Important Case Laws Cited relied upon:
Tricon Enterprises
Nilofor I Singh
TRF Ltd.

Brief Facts of the Case:
During the assessment proceedings, the Assessing Officer (‘the AO’) found that the assessee had claimed bad debts, including the bad debts pertaining to seven overseas parties, that it had claimed bad debts in respect AY.s 1994-95 to 1999-2000. The AO directed the assessee to furnish evidence to prove that these amounts were taken into account in computing its income in the relevant years. The AO was of the view that it was a legal requirement for claiming a deduction of some a bad debt u/s. 36 of the Act.

The assessee showed its inability to prove the fact by stating that records and accounts prior to the period of 01/04/2001 were no longer available with it. However, it furnished a copy of letter, dated 28/09/1999, written to the CIT seeking therein an extension for a period of six months a payment on account of certain export bills was not received till 28/09/1999.

The AO observed that the assessee had claimed deduction u/s 80HHC at the rate of 100%, that normally in export business a consignment was exported to of overseas party against opening of a letter of credit with the bank, that once payment against export was released by the bank the exporter would become aware of the fact of actual realisation against the particular sale, that if the amount was not received the assessee should have revised its claim u/s 80HHC because it had availed 100% deduction under that section on accrual basis, that the deduction u/s 80HHC was available to an assessee only on receipt of foreign exchange on actual basis.

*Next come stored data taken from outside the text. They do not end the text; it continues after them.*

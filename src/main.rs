use clap::Parser;
use miette::{IntoDiagnostic, Result};
use std::fs::File;
use std::io::{self, BufReader};
use std::path::{Path, PathBuf};
use std::sync::Arc;
use tracing::info;
use tracing_subscriber::{layer::SubscriberExt, util::SubscriberInitExt};
use vending_machine::application::machine::VendingMachine;
use vending_machine::config::Settings;
use vending_machine::domain::ports::Stores;
use vending_machine::infrastructure::in_memory::in_memory_stores;
use vending_machine::infrastructure::jwt::JwtTokenIssuer;
use vending_machine::interfaces::csv::report_writer::write_report;
use vending_machine::interfaces::jsonl::console::Console;
use vending_machine::interfaces::jsonl::response_writer::ResponseWriter;

#[derive(Parser)]
#[command(author, version, about, long_about = None)]
struct Cli {
    /// Request script, one JSON request per line
    input: PathBuf,

    /// Path to persistent database (optional). If provided, uses RocksDB.
    #[arg(long)]
    db_path: Option<PathBuf>,

    /// Settings file (TOML, YAML or JSON)
    #[arg(long)]
    config: Option<PathBuf>,

    /// Directory to write users.csv and products.csv into after the run
    #[arg(long)]
    report_dir: Option<PathBuf>,
}

#[tokio::main]
async fn main() -> Result<()> {
    tracing_subscriber::registry()
        .with(
            tracing_subscriber::EnvFilter::try_from_default_env()
                .unwrap_or_else(|_| "vending_machine=info".into()),
        )
        .with(tracing_subscriber::fmt::layer().with_writer(io::stderr))
        .init();

    let cli = Cli::parse();
    let settings =
        Settings::load(cli.config.as_deref(), cli.db_path.as_deref()).into_diagnostic()?;

    let stores = open_stores(settings.db_path.as_deref())?;
    let machine = VendingMachine::new(
        stores,
        settings.ledger().into_diagnostic()?,
        Arc::new(settings.hasher().into_diagnostic()?),
        Arc::new(JwtTokenIssuer::new(&settings.secret, settings.token_ttl())),
    )
    .with_session_retention(settings.session_retention());
    machine.sessions().prune_inactive().await.into_diagnostic()?;

    let file = File::open(&cli.input).into_diagnostic()?;
    let mut console = Console::new(machine);
    let stdout = io::stdout();
    let mut sink = ResponseWriter::new(stdout.lock());
    let summary = console
        .run(BufReader::new(file), &mut sink)
        .await
        .into_diagnostic()?;
    info!(
        succeeded = summary.succeeded,
        failed = summary.failed,
        "script processed"
    );

    if let Some(dir) = cli.report_dir {
        write_report(console.machine(), &dir).await.into_diagnostic()?;
        info!(dir = %dir.display(), "report written");
    }

    Ok(())
}

#[cfg(feature = "storage-rocksdb")]
fn open_stores(db_path: Option<&Path>) -> Result<Stores> {
    use vending_machine::infrastructure::rocksdb::RocksDBStore;

    match db_path {
        Some(path) => {
            let store = RocksDBStore::open(path).into_diagnostic()?;
            info!(path = %path.display(), "using persistent storage");
            Ok(store.stores())
        }
        None => Ok(in_memory_stores()),
    }
}

#[cfg(not(feature = "storage-rocksdb"))]
fn open_stores(db_path: Option<&Path>) -> Result<Stores> {
    if db_path.is_some() {
        tracing::warn!(
            "Persistent storage requested via --db-path, but 'storage-rocksdb' feature is not enabled. Falling back to in-memory storage."
        );
    }
    Ok(in_memory_stores())
}
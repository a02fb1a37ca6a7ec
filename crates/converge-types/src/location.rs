//! Grid coordinates and squared-distance math.
//!
//! All spatial reasoning in the protocol uses squared Euclidean distance,
//! which keeps every computation in small integers. Coordinates are `u8`
//! because no supported map exceeds [`MAX_MAP_DIMENSION`] in either axis.

use serde::{Deserialize, Serialize};

/// Maximum supported map width and height, in tiles.
///
/// The codec's radix arithmetic is sized against this bound; maps larger
/// than this cannot be encoded into the shared channel.
pub const MAX_MAP_DIMENSION: u8 = 60;

/// A coordinate pair on the match grid.
///
/// `(0, 0)` is a corner of the map; both axes grow toward
/// [`MAX_MAP_DIMENSION`] exclusive.
#[derive(
    Debug, Clone, Copy, Default, PartialEq, Eq, PartialOrd, Ord, Hash, Serialize, Deserialize,
)]
pub struct GridLocation {
    /// Horizontal coordinate.
    pub x: u8,
    /// Vertical coordinate.
    pub y: u8,
}

impl GridLocation {
    /// Create a location from its coordinates.
    pub const fn new(x: u8, y: u8) -> Self {
        Self { x, y }
    }

    /// Squared Euclidean distance to another location.
    pub fn distance_squared(self, other: Self) -> u32 {
        let dx = i32::from(self.x).saturating_sub(i32::from(other.x));
        let dy = i32::from(self.y).saturating_sub(i32::from(other.y));
        dx.saturating_mul(dx)
            .saturating_add(dy.saturating_mul(dy))
            .unsigned_abs()
    }

    /// Whether another location lies within the given squared distance.
    pub fn is_within_distance_squared(self, other: Self, radius_squared: u32) -> bool {
        self.distance_squared(other) <= radius_squared
    }

    /// Whether another location is adjacent (including diagonals) or equal.
    pub fn is_adjacent(self, other: Self) -> bool {
        self.is_within_distance_squared(other, 2)
    }

    /// Whether the location lies inside a map of the given size.
    pub const fn in_bounds(self, width: u8, height: u8) -> bool {
        self.x < width && self.y < height
    }
}

impl core::fmt::Display for GridLocation {
    fn fmt(&self, f: &mut core::fmt::Formatter<'_>) -> core::fmt::Result {
        write!(f, "({}, {})", self.x, self.y)
    }
}

#[cfg(test)]
mod tests {
    use super::*;

    #[test]
    fn distance_squared_is_symmetric() {
        let a = GridLocation::new(3, 4);
        let b = GridLocation::new(7, 1);
        assert_eq!(a.distance_squared(b), b.distance_squared(a));
        assert_eq!(a.distance_squared(b), 25);
    }

    #[test]
    fn distance_to_self_is_zero() {
        let a = GridLocation::new(10, 10);
        assert_eq!(a.distance_squared(a), 0);
    }

    #[test]
    fn within_distance_boundary_inclusive() {
        let a = GridLocation::new(0, 0);
        let b = GridLocation::new(3, 4);
        assert!(a.is_within_distance_squared(b, 25));
        assert!(!a.is_within_distance_squared(b, 24));
    }

    #[test]
    fn adjacency_covers_diagonals() {
        let a = GridLocation::new(5, 5);
        assert!(a.is_adjacent(GridLocation::new(6, 6)));
        assert!(a.is_adjacent(GridLocation::new(5, 4)));
        assert!(a.is_adjacent(a));
        assert!(!a.is_adjacent(GridLocation::new(7, 5)));
    }

    #[test]
    fn bounds_check() {
        let loc = GridLocation::new(39, 20);
        assert!(loc.in_bounds(40, 40));
        assert!(!loc.in_bounds(39, 40));
        assert!(!loc.in_bounds(40, 20));
    }

    #[test]
    fn serde_roundtrip() {
        let loc = GridLocation::new(12, 34);
        let json = serde_json::to_string(&loc).ok();
        assert!(json.is_some());
        let back: Result<GridLocation, _> = serde_json::from_str(json.as_deref().unwrap_or(""));
        assert_eq!(back.ok(), Some(loc));
    }
}
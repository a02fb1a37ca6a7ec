//! Enumeration types shared across the protocol.

use serde::{Deserialize, Serialize};

/// Discovered state of a single map tile.
///
/// Terrain is immutable once discovered: a tile that has left
/// [`TileState::Unknown`] is never rewritten with a different state.
#[derive(Debug, Clone, Copy, Default, PartialEq, Eq, Hash, Serialize, Deserialize)]
pub enum TileState {
    /// Not yet observed by any agent whose broadcast reached us.
    #[default]
    Unknown,
    /// Impassable wall.
    Wall,
    /// Passable but hazardous terrain.
    Hazard,
    /// Open, freely passable ground.
    Open,
}

impl TileState {
    /// Wire payload for this state.
    ///
    /// `Unknown` maps to 0 and is never broadcast; the non-zero codes keep
    /// every encoded tile fact distinct from the channel's empty sentinel.
    pub const fn payload(self) -> u16 {
        match self {
            Self::Unknown => 0,
            Self::Wall => 1,
            Self::Hazard => 2,
            Self::Open => 3,
        }
    }

    /// Inverse of [`TileState::payload`]. Returns `None` for codes outside
    /// the broadcastable range `1..=3`.
    pub const fn from_payload(code: u16) -> Option<Self> {
        match code {
            1 => Some(Self::Wall),
            2 => Some(Self::Hazard),
            3 => Some(Self::Open),
            _ => None,
        }
    }

    /// Whether an agent can stand on this tile, as far as we know.
    ///
    /// Unknown tiles are optimistically passable so pathing toward
    /// unexplored territory is not blocked.
    pub const fn is_passable(self) -> bool {
        !matches!(self, Self::Wall)
    }
}

/// Which side a tracked mobile object belongs to.
///
/// The category is never carried inside an encoded fact; it is recovered
/// from the channel region the fact was written to.
#[derive(Debug, Clone, Copy, PartialEq, Eq, Hash, Serialize, Deserialize)]
pub enum TrackedCategory {
    /// Objects our own side must defend.
    Own,
    /// Objects belonging to the opposing side.
    Foreign,
}

/// Bandwidth class of a fact, deciding which channel region it may occupy.
#[derive(Debug, Clone, Copy, PartialEq, Eq, Hash, Serialize, Deserialize)]
pub enum FactClass {
    /// Low-volume, latency-sensitive: identity bindings and tracked
    /// positions. Written into the reserved channel prefix.
    Priority,
    /// High-volume, latency-tolerant: tile discoveries and sightings.
    Bulk,
}
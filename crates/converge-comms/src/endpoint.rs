//! One agent's connection to the shared channel.
//!
//! A [`CommsEndpoint`] owns the agent's world model and staging queue and
//! drives the three phases of its turn in fixed order: read, derive,
//! write. The external round driver calls the phases; the endpoint never
//! touches the channel outside them.
//!
//! # Slot stewardship
//!
//! Every slot an endpoint writes is remembered and released (reset to
//! empty) at the start of its next write phase, before new facts are
//! placed. Facts therefore live on the channel for exactly one full cycle
//! of the writer, long enough for every peer to take one read phase, and
//! the channel never accumulates garbage that only a channel-wide sweep
//! could reclaim.

use tracing::debug;

use converge_types::{Observations, TrackedCategory};

use crate::channel::{ChannelRegion, SharedChannel, CHANNEL_SLOTS, EMPTY, region_of};
use crate::codec;
use crate::config::ProtocolConfig;
use crate::error::CommsError;
use crate::model::LocalWorldModel;
use crate::outbound::OutboundQueue;

/// Per-agent protocol endpoint: world model, staging queue, and the slots
/// currently owned on the channel.
#[derive(Debug, Clone)]
pub struct CommsEndpoint {
    model: LocalWorldModel,
    outbound: OutboundQueue,
    /// Slots written during the previous write phase, to release next time.
    written: Vec<usize>,
}

impl CommsEndpoint {
    /// Create an endpoint with an empty model and queue.
    pub fn new(config: &ProtocolConfig) -> Self {
        Self {
            model: LocalWorldModel::new(config),
            outbound: OutboundQueue::new(config.queue_capacity),
            written: Vec::new(),
        }
    }

    /// Read phase: decode every occupied slot and merge it into the world
    /// model, then expire tracked records that outlived their lifetime.
    ///
    /// Facts this agent wrote itself are re-read and re-merged; merge
    /// idempotence makes that harmless.
    ///
    /// # Errors
    ///
    /// Returns [`CommsError::MalformedEncoding`] if a slot holds a value no
    /// conforming writer could have produced. Every writer shares this
    /// codec, so a malformed slot is a logic error, not line noise.
    pub fn read_phase(&mut self, channel: &SharedChannel, round: u32) -> Result<(), CommsError> {
        for slot in 0..CHANNEL_SLOTS {
            let value = channel.read(slot)?;
            if value == EMPTY {
                continue;
            }
            let fact = codec::decode(value, region_of(slot))?;
            self.model.merge(&fact, round);
        }
        self.model.expire_tracked(round);
        Ok(())
    }

    /// Derive phase: fold the agent's own sensor readings into the model
    /// and stage anything genuinely new for broadcast.
    ///
    /// # Errors
    ///
    /// Propagates [`CommsError::TrackedCapacityExceeded`] from the model.
    pub fn derive_phase(&mut self, observations: &Observations) -> Result<(), CommsError> {
        self.model.derive(observations, &mut self.outbound)
    }

    /// Write phase: release the slots written last time, then fill empty
    /// slots from the staging queue, priority regions first.
    ///
    /// Each priority region takes only facts of its own category; the bulk
    /// region drains the bulk class. Within each region the scan takes the
    /// lowest empty slot, skipping slots held by other writers. Staged
    /// facts that find no room simply wait for a later round.
    ///
    /// Returns the number of facts placed.
    ///
    /// # Errors
    ///
    /// Returns [`CommsError::EncodingOutOfRange`] if a staged fact cannot
    /// be encoded. The queue only ever holds facts the model accepted, so
    /// this is a logic error.
    pub fn write_phase(&mut self, channel: &mut SharedChannel) -> Result<usize, CommsError> {
        for slot in self.written.drain(..) {
            channel.clear(slot)?;
        }

        let mut placed = 0_usize;
        for category in [TrackedCategory::Own, TrackedCategory::Foreign] {
            let region = ChannelRegion::for_category(category);
            for slot in region.range() {
                if !channel.is_empty_slot(slot) {
                    continue;
                }
                let Some(fact) = self.outbound.pop_priority_for(category) else {
                    break;
                };
                channel.write(slot, codec::encode(&fact)?)?;
                self.written.push(slot);
                placed = placed.saturating_add(1);
            }
        }

        for slot in ChannelRegion::Bulk.range() {
            if !channel.is_empty_slot(slot) {
                continue;
            }
            let Some(fact) = self.outbound.pop_bulk() else {
                break;
            };
            channel.write(slot, codec::encode(&fact)?)?;
            self.written.push(slot);
            placed = placed.saturating_add(1);
        }

        if !self.outbound.is_empty() {
            debug!(
                priority = self.outbound.priority_len(),
                bulk = self.outbound.bulk_len(),
                "channel full, staged facts carried to next round"
            );
        }
        Ok(placed)
    }

    /// The reconciled world model, for decision logic.
    pub const fn model(&self) -> &LocalWorldModel {
        &self.model
    }

    /// Number of facts staged but not yet placed on the channel.
    pub fn pending(&self) -> usize {
        self.outbound
            .priority_len()
            .saturating_add(self.outbound.bulk_len())
    }
}
//! Typed protocol configuration and YAML loader.
//!
//! Only behavioral knobs live here: merge radii, staleness thresholds,
//! record lifetimes, queue capacities, and the actual map size. Anything
//! every agent must agree on to parse the channel itself (the codec radix,
//! the slot layout, the tracked-slot count) is a compile-time constant in
//! this crate and deliberately not configurable.

use std::path::Path;

use serde::Deserialize;

use converge_types::location::MAX_MAP_DIMENSION;

/// Errors that can occur when loading configuration.
#[derive(Debug, thiserror::Error)]
pub enum ConfigError {
    /// Failed to read the configuration file from disk.
    #[error("failed to read config file: {source}")]
    Io {
        /// The underlying I/O error.
        #[from]
        source: std::io::Error,
    },

    /// Failed to parse YAML content.
    #[error("failed to parse config YAML: {source}")]
    Yaml {
        /// The underlying YAML parse error.
        source: serde_yml::Error,
    },

    /// A field value violates a protocol bound.
    #[error("invalid configuration: {reason}")]
    Invalid {
        /// Explanation of what is wrong.
        reason: String,
    },
}

impl From<serde_yml::Error> for ConfigError {
    fn from(source: serde_yml::Error) -> Self {
        Self::Yaml { source }
    }
}

/// Tunable parameters of the broadcast and reconciliation protocol.
///
/// Defaults match the observed deployment: a 60x60 map ceiling, sightings
/// merged within squared distance 12 and stale after 6 rounds, own tracked
/// records forgotten after 3 rounds without refresh and foreign ones after
/// 8.
#[derive(Debug, Clone, PartialEq, Eq, Deserialize)]
#[serde(default)]
pub struct ProtocolConfig {
    /// Actual map width for this match, at most [`MAX_MAP_DIMENSION`].
    pub map_width: u8,
    /// Actual map height for this match, at most [`MAX_MAP_DIMENSION`].
    pub map_height: u8,
    /// Squared distance within which two sightings merge into one record.
    pub nearby_radius_squared: u32,
    /// Rounds since last update before a sighting record is stale.
    pub stale_after: u32,
    /// Maximum number of simultaneous sighting records.
    pub sighting_capacity: usize,
    /// Rounds an own tracked record survives without refresh.
    pub own_tracked_lifetime: u32,
    /// Rounds a foreign tracked record survives without refresh.
    pub foreign_tracked_lifetime: u32,
    /// Rounds at the start of a match during which tracked positions are
    /// withheld so identity bindings propagate first.
    pub binding_warmup: u32,
    /// Maximum staged facts per outbound class before the oldest is evicted.
    pub queue_capacity: usize,
}

impl Default for ProtocolConfig {
    fn default() -> Self {
        Self {
            map_width: MAX_MAP_DIMENSION,
            map_height: MAX_MAP_DIMENSION,
            nearby_radius_squared: 12,
            stale_after: 6,
            sighting_capacity: 300,
            own_tracked_lifetime: 3,
            foreign_tracked_lifetime: 8,
            binding_warmup: 3,
            queue_capacity: 500,
        }
    }
}

impl ProtocolConfig {
    /// Load configuration from a YAML file at the given path.
    ///
    /// # Errors
    ///
    /// Returns [`ConfigError::Io`] if the file cannot be read,
    /// [`ConfigError::Yaml`] if the content is not valid YAML, or
    /// [`ConfigError::Invalid`] if a value violates a protocol bound.
    pub fn from_file(path: &Path) -> Result<Self, ConfigError> {
        let contents = std::fs::read_to_string(path)?;
        Self::parse(&contents)
    }

    /// Parse configuration from a YAML string.
    ///
    /// # Errors
    ///
    /// Returns [`ConfigError::Yaml`] on malformed YAML or
    /// [`ConfigError::Invalid`] on out-of-bound values.
    pub fn parse(yaml: &str) -> Result<Self, ConfigError> {
        let config: Self = serde_yml::from_str(yaml)?;
        config.validate()?;
        Ok(config)
    }

    /// Check every field against its protocol bound.
    ///
    /// # Errors
    ///
    /// Returns [`ConfigError::Invalid`] naming the first violated bound.
    pub fn validate(&self) -> Result<(), ConfigError> {
        if self.map_width == 0 || self.map_height == 0 {
            return Err(ConfigError::Invalid {
                reason: "map dimensions must be at least 1".to_owned(),
            });
        }
        if self.map_width > MAX_MAP_DIMENSION || self.map_height > MAX_MAP_DIMENSION {
            return Err(ConfigError::Invalid {
                reason: format!(
                    "map dimensions {}x{} exceed the {MAX_MAP_DIMENSION} ceiling",
                    self.map_width, self.map_height
                ),
            });
        }
        if self.stale_after == 0 {
            return Err(ConfigError::Invalid {
                reason: "stale_after must be at least 1".to_owned(),
            });
        }
        if self.sighting_capacity == 0 {
            return Err(ConfigError::Invalid {
                reason: "sighting_capacity must be at least 1".to_owned(),
            });
        }
        if self.queue_capacity == 0 {
            return Err(ConfigError::Invalid {
                reason: "queue_capacity must be at least 1".to_owned(),
            });
        }
        Ok(())
    }
}

#[cfg(test)]
mod tests {
    use super::*;

    #[test]
    fn defaults_match_deployment() {
        let config = ProtocolConfig::default();
        assert_eq!(config.nearby_radius_squared, 12);
        assert_eq!(config.stale_after, 6);
        assert_eq!(config.own_tracked_lifetime, 3);
        assert_eq!(config.foreign_tracked_lifetime, 8);
        assert!(config.validate().is_ok());
    }

    #[test]
    fn parse_overrides_selected_fields() {
        let yaml = "map_width: 40\nmap_height: 30\nstale_after: 10\n";
        let config = ProtocolConfig::parse(yaml).ok();
        assert!(config.is_some());
        let config = config.unwrap_or_default();
        assert_eq!(config.map_width, 40);
        assert_eq!(config.map_height, 30);
        assert_eq!(config.stale_after, 10);
        // Untouched fields keep their defaults.
        assert_eq!(config.nearby_radius_squared, 12);
    }

    #[test]
    fn oversized_map_rejected() {
        let yaml = "map_width: 61\n";
        assert!(ProtocolConfig::parse(yaml).is_err());
    }

    #[test]
    fn zero_capacities_rejected() {
        assert!(ProtocolConfig::parse("sighting_capacity: 0\n").is_err());
        assert!(ProtocolConfig::parse("queue_capacity: 0\n").is_err());
        assert!(ProtocolConfig::parse("stale_after: 0\n").is_err());
        assert!(ProtocolConfig::parse("map_width: 0\n").is_err());
    }

    #[test]
    fn malformed_yaml_rejected() {
        assert!(ProtocolConfig::parse(": not yaml").is_err());
    }
}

The AO noted that the assessee could not furnish any evidence that the claim u/s 80HHC was revised for non-receipt of amount from the overseas parties and that it had offered the amount in question for taxation in the relevant year for non-fulfilment of condition u/s 80HHC. Further, the assessee had claimed impugned amounts as bad debts after 10 years and there was no bona fides and to claimed impugned amounts as bad debts after ten years and more.

The AO concluded that the claim for deduction on account of bad debts made by the assessee was not bonafide as no evidence was produced to establish the conditions laid down in section 36 and disallowed the bad debts.

Aggrieved by the order of the AO, the assessee preferred an appeal before the First Appellate Authority (FAA). Before CIT(A) it was argued that the assessee was entitled to claim bad debts according to its sweet will, that if the income was exempt by virtue of section 80HHC it could not be held that conditions laid down u/s. 36 were not fulfilled It was also stated that it was the discretion of the assessee to claim bad debts in the year in which it found them irrecoverable.

Contentions of the appellant assessee:
It was stated that as per section 36(1), no period had been prescribed for writing off of bad debts and the same could be claimed at any time. He relied upon few decisions also.

Contention of the Respondent Revenue:
It was argued that there was no evidence that the assessee had offered the disputed amounts for taxation in the earlier years and no justification was offered for claiming the bad debts after a period of roughly 10 years.

Observations made by the Tribunal:
The Tribunal observed the provisions of section 36(2) of the Act and also referred to several case laws on the subject as under:

Shreyas Morakhiya

Bombay High Court

After April 1, 1989, it is not necessary for the assessee to establish that the debt has in fact become irrecoverable and it would be sufficient if the bad debt is written off as irrecoverable in the accounts of the assessee. Sub-section (2) of section 36 of the Act, stipulates that a deduction for a bad debt or part thereof shall not be allowed unless (a) the debt has been taken into account in computing the income of the assessee of the previous year in which the amount of such debt or part thereof is written off or of an earlier previous year ; or (b) the debt represents money lent in the ordinary course of business of banking or money lending which is carried on by the assessee.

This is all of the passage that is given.